Over the next six weeks the APPG on Hunger is gathering oral and written evidence in order to gain a deeper understanding of the scale of the problem, its impact on children’s mental, physical and academic development as well as proposals for responding most effectively to it.
Research by the Healthy Living team at Northumbria University into holiday clubs, which has drawn directly on the views of children, parents and holiday club staff, has shown that holiday clubs are recognised as a necessary resource to support families during the school holidays. In some cases, parents are skipping meals, pooling food with friends and relying on cheap, processed foods to ensure their children have enough to eat during the holidays. Holiday clubs help to alleviate these issues by offering families regular access to healthy meals. However, for many families the provision of activities and the opportunity to spend time with others is the main attraction of holiday clubs. Families can become isolated during the school holidays, particularly during the long summer break, but holiday clubs give families a place locally where they can meet with other families and participate in activities without having to worry about travel or expense.
A holiday club mapping exercise carried out by the Healthy Living team in 2016 gathered data from over 400 organisations throughout all areas of the UK. The results of the project showed that holiday clubs were planned to take place, or are already up and running, in a multitude of venues including schools, church/faith groups, food banks and housing associations, with the majority of provision available in the most deprived areas of the UK. Holiday clubs aimed to support a range of needs but the provision of food, childcare and social activities were identified as areas of priority. When asked about the support needed to deliver holiday clubs, organisations viewed Government funding to be important as well as the provision of a national portal where training and information can be accessed.
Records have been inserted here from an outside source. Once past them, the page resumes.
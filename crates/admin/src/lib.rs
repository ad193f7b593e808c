//! Psicofinders backoffice.
//!
//! One shared password protects everything under `/admin`. The binary in
//! `main.rs` loads configuration, installs logging and serves [`app`].

#![cfg_attr(not(test), forbid(unsafe_code))]

pub mod config;
pub mod db;
pub mod error;
pub mod filters;
pub mod middleware;
pub mod routes;
pub mod services;
pub mod state;

use axum::extract::State;
use axum::http::StatusCode;
use axum::middleware::{from_fn, from_fn_with_state};
use axum::{Router, routing::get};
use tower_http::services::ServeDir;
use tower_http::trace::{DefaultOnResponse, OnResponse, TraceLayer};
use tracing::Span;

use middleware::{admin_gate, request_id_middleware, security_headers_middleware};
use state::AppState;

/// Build the admin router with its middleware stack, minus the Sentry layers
/// which `main` adds outermost.
pub fn app(state: AppState) -> Router {
    Router::new()
        .route("/health", get(health))
        .route("/health/ready", get(readiness))
        .merge(routes::routes())
        .nest_service("/static", ServeDir::new("crates/admin/static"))
        .layer(from_fn_with_state(state.clone(), admin_gate))
        .layer(from_fn(security_headers_middleware))
        .layer(from_fn(request_id_middleware))
        .layer(
            TraceLayer::new_for_http()
                .make_span_with(|request: &axum::http::Request<_>| {
                    tracing::info_span!(
                        "http_request",
                        method = %request.method(),
                        uri = %request.uri().path(),
                        request_id = tracing::field::Empty,
                        status = tracing::field::Empty,
                        latency_ms = tracing::field::Empty,
                    )
                })
                .on_response(
                    |response: &axum::http::Response<_>,
                     latency: std::time::Duration,
                     span: &Span| {
                        span.record("status", response.status().as_u16());
                        span.record("latency_ms", latency.as_millis() as u64);
                        DefaultOnResponse::default().on_response(response, latency, span);
                    },
                ),
        )
        .with_state(state)
}

/// Liveness health check endpoint.
async fn health() -> &'static str {
    "ok"
}

/// Readiness health check endpoint.
///
/// Returns 503 Service Unavailable when no database is configured or it is
/// not reachable.
async fn readiness(State(state): State<AppState>) -> StatusCode {
    let Ok(pool) = state.pool() else {
        return StatusCode::SERVICE_UNAVAILABLE;
    };
    match sqlx::query("SELECT 1").fetch_one(pool).await {
        Ok(_) => StatusCode::OK,
        Err(_) => StatusCode::SERVICE_UNAVAILABLE,
    }
}

#[cfg(test)]
#[allow(clippy::unwrap_used)]
mod tests {
    use axum::body::Body;
    use axum::http::{Request, header};
    use tower::ServiceExt;

    use super::*;
    use crate::config::tests::{TEST_PASSWORD, test_config};
    use crate::middleware::ADMIN_COOKIE;

    fn test_app() -> Router {
        app(AppState::new(test_config(), None))
    }

    fn authorize_request(body: &str) -> Request<Body> {
        Request::post("/admin/login/authorize")
            .header(header::CONTENT_TYPE, "application/x-www-form-urlencoded")
            .body(Body::from(body.to_owned()))
            .unwrap()
    }

    fn location(response: &axum::response::Response) -> &str {
        response
            .headers()
            .get(header::LOCATION)
            .unwrap()
            .to_str()
            .unwrap()
    }

    fn set_cookies(response: &axum::response::Response) -> Vec<String> {
        response
            .headers()
            .get_all(header::SET_COOKIE)
            .iter()
            .map(|v| v.to_str().unwrap().to_owned())
            .collect()
    }

    async fn body_text(response: axum::response::Response) -> String {
        let body = axum::body::to_bytes(response.into_body(), usize::MAX)
            .await
            .unwrap();
        String::from_utf8(body.to_vec()).unwrap()
    }

    /// Sign in and return the `name=value` pair of the issued cookie.
    async fn signed_in_cookie(app: Router) -> String {
        let response = app
            .oneshot(authorize_request(&format!("password={TEST_PASSWORD}")))
            .await
            .unwrap();
        let cookie = set_cookies(&response).into_iter().next().unwrap();
        cookie.split(';').next().unwrap().to_owned()
    }

    #[tokio::test]
    async fn test_correct_password_sets_cookie() {
        let response = test_app()
            .oneshot(authorize_request(&format!("password={TEST_PASSWORD}")))
            .await
            .unwrap();
        assert_eq!(response.status(), StatusCode::FOUND);
        assert_eq!(location(&response), "/admin");

        let cookies = set_cookies(&response);
        assert_eq!(cookies.len(), 1);
        let cookie = &cookies[0];
        assert!(cookie.starts_with(&format!("{ADMIN_COOKIE}=")));
        assert!(cookie.contains("HttpOnly"));
        assert!(cookie.contains("Secure"));
        assert!(cookie.contains("SameSite=Lax"));
        assert!(cookie.contains("Path=/"));
        assert!(cookie.contains("Max-Age=604800"));
    }

    #[tokio::test]
    async fn test_wrong_password_redirects_without_cookie() {
        let response = test_app()
            .oneshot(authorize_request("password=nope"))
            .await
            .unwrap();
        assert_eq!(response.status(), StatusCode::FOUND);
        assert_eq!(location(&response), "/admin/login?err=1");
        assert!(set_cookies(&response).is_empty());
    }

    #[tokio::test]
    async fn test_missing_hash_rejects_everything() {
        let mut config = test_config();
        config.password_hash = None;
        let response = app(AppState::new(config, None))
            .oneshot(authorize_request(&format!("password={TEST_PASSWORD}")))
            .await
            .unwrap();
        assert_eq!(location(&response), "/admin/login?err=1");
        assert!(set_cookies(&response).is_empty());
    }

    #[tokio::test]
    async fn test_malformed_body_redirects() {
        let request = Request::post("/admin/login/authorize")
            .header(header::CONTENT_TYPE, "application/json")
            .body(Body::from("{}"))
            .unwrap();
        let response = test_app().oneshot(request).await.unwrap();
        assert_eq!(response.status(), StatusCode::FOUND);
        assert_eq!(location(&response), "/admin/login?err=1");
    }

    #[tokio::test]
    async fn test_gate_redirects_anonymous() {
        for path in ["/admin", "/admin/export"] {
            let response = test_app()
                .oneshot(Request::get(path).body(Body::empty()).unwrap())
                .await
                .unwrap();
            assert_eq!(response.status(), StatusCode::FOUND, "{path}");
            assert_eq!(location(&response), "/admin/login?err=1");
        }
    }

    #[tokio::test]
    async fn test_gate_rejects_forged_cookie() {
        let digest = psicofinders_core::AdminDigest::of(TEST_PASSWORD);
        let forged = format!("{ADMIN_COOKIE}={}", digest.as_str());
        let response = test_app()
            .oneshot(
                Request::get("/admin")
                    .header(header::COOKIE, forged)
                    .body(Body::empty())
                    .unwrap(),
            )
            .await
            .unwrap();
        assert_eq!(location(&response), "/admin/login?err=1");
    }

    #[tokio::test]
    async fn test_signed_cookie_passes_gate() {
        let app = test_app();
        let cookie = signed_in_cookie(app.clone()).await;
        // No database in tests: passing the gate surfaces as a 500 from the handler.
        let response = app
            .oneshot(
                Request::get("/admin")
                    .header(header::COOKIE, cookie)
                    .body(Body::empty())
                    .unwrap(),
            )
            .await
            .unwrap();
        assert_eq!(response.status(), StatusCode::INTERNAL_SERVER_ERROR);
        assert_eq!(body_text(response).await, "Database not configured");
    }

    #[tokio::test]
    async fn test_login_page() {
        let response = test_app()
            .oneshot(Request::get("/admin/login").body(Body::empty()).unwrap())
            .await
            .unwrap();
        assert_eq!(response.status(), StatusCode::OK);
        let html = body_text(response).await;
        assert!(html.contains("Acceso al backoffice"));
        assert!(!html.contains("Credenciales no válidas"));

        let response = test_app()
            .oneshot(Request::get("/admin/login?err=1").body(Body::empty()).unwrap())
            .await
            .unwrap();
        assert!(body_text(response).await.contains("Credenciales no válidas"));
    }

    #[tokio::test]
    async fn test_logout_clears_cookie() {
        let app = test_app();
        let cookie = signed_in_cookie(app.clone()).await;
        let response = app
            .oneshot(
                Request::post("/admin/logout")
                    .header(header::COOKIE, cookie)
                    .body(Body::empty())
                    .unwrap(),
            )
            .await
            .unwrap();
        assert_eq!(response.status(), StatusCode::FOUND);
        assert_eq!(location(&response), "/admin/login");
        let cookies = set_cookies(&response);
        assert!(cookies.iter().any(|c| c.starts_with(&format!("{ADMIN_COOKIE}=;"))));
    }

    #[tokio::test]
    async fn test_root_and_health() {
        let response = test_app()
            .oneshot(Request::get("/").body(Body::empty()).unwrap())
            .await
            .unwrap();
        assert_eq!(location(&response), "/admin");

        let response = test_app()
            .oneshot(Request::get("/health").body(Body::empty()).unwrap())
            .await
            .unwrap();
        assert_eq!(response.status(), StatusCode::OK);
        assert!(response.headers().contains_key("x-request-id"));
        assert_eq!(
            response.headers().get("x-robots-tag").unwrap(),
            "noindex, nofollow"
        );

        let response = test_app()
            .oneshot(Request::get("/health/ready").body(Body::empty()).unwrap())
            .await
            .unwrap();
        assert_eq!(response.status(), StatusCode::SERVICE_UNAVAILABLE);
    }
}
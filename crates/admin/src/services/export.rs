//! CSV export of submitted applications.
//!
//! Every field is quoted and embedded quotes are doubled. List columns are
//! joined with `|`, availability is written as compact JSON, and notes are
//! flattened to one line and cut to [`NOTES_MAX_CHARS`] characters.

use std::fmt::Write;

use chrono::{DateTime, NaiveDate, SecondsFormat, Utc};
use rust_decimal::Decimal;

use crate::db::ApplicationRecord;

pub const CONTENT_TYPE: &str = "text/csv; charset=utf-8";

pub const NOTES_MAX_CHARS: usize = 1000;

/// Header row, in column order.
pub const COLUMNS: [&str; 19] = [
    "submitted_at",
    "name",
    "email",
    "phone",
    "city",
    "country",
    "colegiado",
    "experience",
    "website",
    "modality",
    "langs",
    "approaches",
    "specialties",
    "price_min",
    "price_max",
    "availability",
    "notes",
    "ui_lang",
    "source",
];

/// `therapists_<YYYY-MM-DD>.csv`
#[must_use]
pub fn filename(date: NaiveDate) -> String {
    format!("therapists_{}.csv", date.format("%Y-%m-%d"))
}

/// Render `records` (already ordered) as CSV, header first, one line each.
#[must_use]
pub fn to_csv(records: &[ApplicationRecord]) -> String {
    let mut lines = Vec::with_capacity(records.len() + 1);
    lines.push(line(COLUMNS.iter().copied()));
    lines.extend(
        records
            .iter()
            .map(|record| line(row(record).iter().map(String::as_str))),
    );
    lines.join("\n")
}

fn line<'a>(fields: impl Iterator<Item = &'a str>) -> String {
    let mut out = String::new();
    for (i, field) in fields.enumerate() {
        if i > 0 {
            out.push(',');
        }
        let _ = write!(out, "\"{}\"", field.replace('"', "\"\""));
    }
    out
}

fn row(record: &ApplicationRecord) -> [String; 19] {
    [
        timestamp(record.submitted_at),
        record.name.clone(),
        record.email.clone(),
        text(record.phone.as_deref()),
        record.city.clone(),
        record.country.clone(),
        record.colegiado.clone(),
        number(record.experience),
        text(record.website.as_deref()),
        record.modality.clone(),
        record.langs.join("|"),
        record.approaches.join("|"),
        record.specialties.join("|"),
        number(record.price_min),
        number(record.price_max),
        record
            .availability
            .as_ref()
            .map(ToString::to_string)
            .unwrap_or_default(),
        flatten_notes(record.notes.as_deref()),
        record.ui_lang.clone(),
        record.source.clone(),
    ]
}

fn timestamp(at: DateTime<Utc>) -> String {
    at.to_rfc3339_opts(SecondsFormat::Millis, true)
}

fn text(value: Option<&str>) -> String {
    value.unwrap_or_default().to_owned()
}

fn number(value: Option<Decimal>) -> String {
    value.map(|d| d.normalize().to_string()).unwrap_or_default()
}

/// One line, at most [`NOTES_MAX_CHARS`] characters.
fn flatten_notes(notes: Option<&str>) -> String {
    notes
        .unwrap_or_default()
        .replace("\r\n", " ")
        .replace('\n', " ")
        .chars()
        .take(NOTES_MAX_CHARS)
        .collect()
}

#[cfg(test)]
#[allow(clippy::unwrap_used)]
mod tests {
    use chrono::TimeZone;
    use uuid::Uuid;

    use super::*;

    fn record() -> ApplicationRecord {
        ApplicationRecord {
            id: Uuid::nil(),
            submitted_at: Utc.with_ymd_and_hms(2024, 5, 1, 10, 30, 0).unwrap(),
            name: "Ana \"Anita\" Ruiz".into(),
            email: "ana@example.org".into(),
            phone: None,
            city: "Lleida".into(),
            country: "España".into(),
            colegiado: "CAT-01234".into(),
            experience: Some(Decimal::new(50, 1)),
            website: Some("https://ana.example.org".into()),
            modality: "hybrid".into(),
            langs: vec!["es".into(), "ca".into()],
            approaches: vec!["Cognitivo-conductual".into()],
            specialties: Vec::new(),
            price_min: Some(Decimal::new(40, 0)),
            price_max: None,
            availability: Some(serde_json::json!({"from": "09:00", "mon": true})),
            notes: Some("Primera línea\nsegunda línea".into()),
            ui_lang: "es".into(),
            source: "landing-pro-mvp".into(),
        }
    }

    fn lines(csv: &str) -> Vec<String> {
        csv.lines().map(str::to_owned).collect()
    }

    #[test]
    fn test_header_only_when_empty() {
        let out = lines(&to_csv(&[]));
        assert_eq!(out.len(), 1);
        assert!(out[0].starts_with("\"submitted_at\",\"name\",\"email\""));
        assert!(out[0].ends_with("\"ui_lang\",\"source\""));
    }

    #[test]
    fn test_row_formatting() {
        let out = lines(&to_csv(&[record()]));
        assert_eq!(out.len(), 2);
        assert_eq!(
            out[1],
            concat!(
                r#""2024-05-01T10:30:00.000Z","Ana ""Anita"" Ruiz","ana@example.org","","#,
                r#""Lleida","España","CAT-01234","5","https://ana.example.org","hybrid","#,
                r#""es|ca","Cognitivo-conductual","","40","","#,
                r#""{""from"":""09:00"",""mon"":true}","Primera línea segunda línea","#,
                r#""es","landing-pro-mvp""#,
            )
        );
    }

    #[test]
    fn test_notes_are_cut_by_characters() {
        let mut long = record();
        long.notes = Some("ñ".repeat(NOTES_MAX_CHARS + 20));
        assert_eq!(row(&long)[16].chars().count(), NOTES_MAX_CHARS);

        long.notes = Some("a\r\nb".into());
        assert_eq!(row(&long)[16], "a b");

        long.notes = None;
        assert_eq!(row(&long)[16], "");
    }

    #[test]
    fn test_no_trailing_newline() {
        let csv = to_csv(&[record(), record()]);
        assert_eq!(csv.matches('\n').count(), 2);
        assert!(!csv.ends_with('\n'));
    }

    #[test]
    fn test_filename() {
        let date = NaiveDate::from_ymd_opt(2024, 3, 7).unwrap();
        assert_eq!(filename(date), "therapists_2024-03-07.csv");
    }
}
Professor Defeyter said: “Holiday hunger is a very real issue and it’s shocking that in this day and age some parents are struggling to feed their children. The holidays can be a stressful time for many parents, but holidays can be particularly so for families on low incomes, many of whom qualify for free school meals during term time. The additional cost of feeding a family of four during the holiday period is approximately £30-£40 per week. This additional cost has resulted in many low-income families adjusting their shopping habits; buying less expensive food that is often laden with salt, fat and sugar because it is perceived as being more filling and better value for money than healthier options.
“We are delighted to be asked to present oral and written evidence to the inquiry. Northumbria University is leading the way in the research into holiday hunger. There’s a clear link between food and academic attainment – particularly in areas of poverty and among primary-age children. Not only does holiday hunger affect children’s lives now but it may also have significant detrimental effects on their health and life chances in the future. There is a real need for accessible food and activity provision during the school holidays for children and young people in the UK. This is something that needs addressing as a matter of urgency.”
The University is currently undertaking further research into the area. One project includes a collaborative PhD programme with Brakes, one of the UK’s leading food wholesalers, evaluating its ‘Meals and More’ holiday club programme which supports the provision of holiday clubs in areas of socio-economic deprivation with food and enrichment activities to enhance the health, social, and educational outcomes of children, young people and their families. Other projects will be focussing on community interventions, mapping of holiday hunger provision, and evaluating the impact of holidays on summer learning loss, health and wellbeing.
The APPG carrying out the inquiry is chaired by Frank Field MP and includes South Tyneside MP Emma Lewell-Buck MP.
Mr Fields said: “Holidays for most children are a time to look forward to family outings and adventures with their mates. Clearly for some children though the overriding priority during the school holidays is to find out where their next meal is coming from or how thy will be able to afford more than a fizzy drink and package of sweets each day.
“In some parts of the country, schools, and volunteers have already leapt to the defence of those children, by providing free meals and fun activities throughout the holidays. We are now on the lookout for national solutions that can be driven by local communities – with support from the Government, businesses and charities – to ensure no child goes hungry in the holidays.